◆ **Aim of the exercise**
When the line containing "pub enum PortEntry" is found in the data below, copy it and each line after it through the line containing "fn unspecified() ->", exactly and with no others.

◆ **Recorded information**
..............................

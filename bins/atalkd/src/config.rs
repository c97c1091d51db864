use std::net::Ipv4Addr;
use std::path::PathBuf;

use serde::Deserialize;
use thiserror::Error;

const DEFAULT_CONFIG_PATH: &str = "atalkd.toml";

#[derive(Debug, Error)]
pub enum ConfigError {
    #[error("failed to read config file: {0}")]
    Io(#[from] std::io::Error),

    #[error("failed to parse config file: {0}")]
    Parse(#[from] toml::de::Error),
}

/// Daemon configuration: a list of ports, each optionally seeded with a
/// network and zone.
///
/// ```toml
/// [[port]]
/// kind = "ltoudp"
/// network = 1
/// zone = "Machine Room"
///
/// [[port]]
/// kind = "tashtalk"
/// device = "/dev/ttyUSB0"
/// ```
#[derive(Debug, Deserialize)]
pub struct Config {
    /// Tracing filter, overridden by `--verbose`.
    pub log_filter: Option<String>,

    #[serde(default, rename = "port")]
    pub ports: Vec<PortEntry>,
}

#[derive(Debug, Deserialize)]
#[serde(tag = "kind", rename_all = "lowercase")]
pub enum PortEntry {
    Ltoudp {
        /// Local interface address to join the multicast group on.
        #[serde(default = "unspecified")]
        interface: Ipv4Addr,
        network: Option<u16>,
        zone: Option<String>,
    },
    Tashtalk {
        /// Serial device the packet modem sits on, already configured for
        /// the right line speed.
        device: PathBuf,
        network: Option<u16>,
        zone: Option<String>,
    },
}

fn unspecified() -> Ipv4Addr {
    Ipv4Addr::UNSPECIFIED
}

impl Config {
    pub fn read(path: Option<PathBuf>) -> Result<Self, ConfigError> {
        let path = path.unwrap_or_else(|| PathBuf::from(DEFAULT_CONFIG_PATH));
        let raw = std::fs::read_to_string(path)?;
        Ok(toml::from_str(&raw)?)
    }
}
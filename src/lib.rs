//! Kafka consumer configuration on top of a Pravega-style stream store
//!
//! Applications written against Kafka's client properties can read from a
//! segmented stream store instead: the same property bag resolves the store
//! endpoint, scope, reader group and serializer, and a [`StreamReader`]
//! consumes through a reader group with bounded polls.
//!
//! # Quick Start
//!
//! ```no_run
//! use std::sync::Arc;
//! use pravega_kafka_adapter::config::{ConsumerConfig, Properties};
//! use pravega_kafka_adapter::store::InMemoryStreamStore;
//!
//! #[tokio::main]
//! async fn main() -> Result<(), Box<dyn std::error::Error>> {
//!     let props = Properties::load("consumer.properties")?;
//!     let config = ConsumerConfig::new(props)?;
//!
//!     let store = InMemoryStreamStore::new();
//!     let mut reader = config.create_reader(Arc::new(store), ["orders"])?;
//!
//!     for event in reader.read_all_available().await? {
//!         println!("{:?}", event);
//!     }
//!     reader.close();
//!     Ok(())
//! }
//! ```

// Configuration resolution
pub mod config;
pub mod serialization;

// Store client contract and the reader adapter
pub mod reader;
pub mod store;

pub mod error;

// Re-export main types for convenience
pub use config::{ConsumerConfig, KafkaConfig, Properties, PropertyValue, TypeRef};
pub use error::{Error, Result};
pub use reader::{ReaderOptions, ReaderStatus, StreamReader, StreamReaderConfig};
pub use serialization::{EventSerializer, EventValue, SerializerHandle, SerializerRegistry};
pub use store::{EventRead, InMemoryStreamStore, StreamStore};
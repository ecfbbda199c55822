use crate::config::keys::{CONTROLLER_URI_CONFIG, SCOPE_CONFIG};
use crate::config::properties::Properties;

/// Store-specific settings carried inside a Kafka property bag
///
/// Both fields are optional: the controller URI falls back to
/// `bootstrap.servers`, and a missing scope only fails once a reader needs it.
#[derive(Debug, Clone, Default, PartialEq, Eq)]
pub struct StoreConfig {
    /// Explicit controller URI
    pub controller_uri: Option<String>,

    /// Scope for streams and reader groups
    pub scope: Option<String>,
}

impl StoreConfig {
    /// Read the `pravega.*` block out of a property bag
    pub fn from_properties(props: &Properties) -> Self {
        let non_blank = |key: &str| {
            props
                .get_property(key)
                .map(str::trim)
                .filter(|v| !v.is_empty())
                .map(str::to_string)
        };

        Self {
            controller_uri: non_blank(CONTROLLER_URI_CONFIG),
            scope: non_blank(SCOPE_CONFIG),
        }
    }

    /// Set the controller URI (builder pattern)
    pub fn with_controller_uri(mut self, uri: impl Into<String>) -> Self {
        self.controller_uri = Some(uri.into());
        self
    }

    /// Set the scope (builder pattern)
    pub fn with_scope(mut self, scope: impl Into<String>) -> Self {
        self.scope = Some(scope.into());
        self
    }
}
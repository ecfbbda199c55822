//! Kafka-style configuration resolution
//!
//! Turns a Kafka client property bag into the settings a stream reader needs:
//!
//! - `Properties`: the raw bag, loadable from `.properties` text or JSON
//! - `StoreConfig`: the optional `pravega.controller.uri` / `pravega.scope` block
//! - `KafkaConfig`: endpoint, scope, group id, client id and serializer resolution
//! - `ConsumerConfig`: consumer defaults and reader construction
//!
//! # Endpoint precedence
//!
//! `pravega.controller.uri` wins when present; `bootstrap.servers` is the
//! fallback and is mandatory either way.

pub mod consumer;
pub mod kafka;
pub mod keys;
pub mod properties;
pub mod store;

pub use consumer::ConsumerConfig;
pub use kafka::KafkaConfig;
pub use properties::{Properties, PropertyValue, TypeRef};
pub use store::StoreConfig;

..............................

◆ **Response to the exercise**
pub enum PortEntry {
    Ltoudp {
        /// Local interface address to join the multicast group on.
        #[serde(default = "unspecified")]
        interface: Ipv4Addr,
        network: Option<u16>,
        zone: Option<String>,
    },
    Tashtalk {
        /// Serial device the packet modem sits on, already configured for
        /// the right line speed.
        device: PathBuf,
        network: Option<u16>,
        zone: Option<String>,
    },
}

fn unspecified() -> Ipv4Addr {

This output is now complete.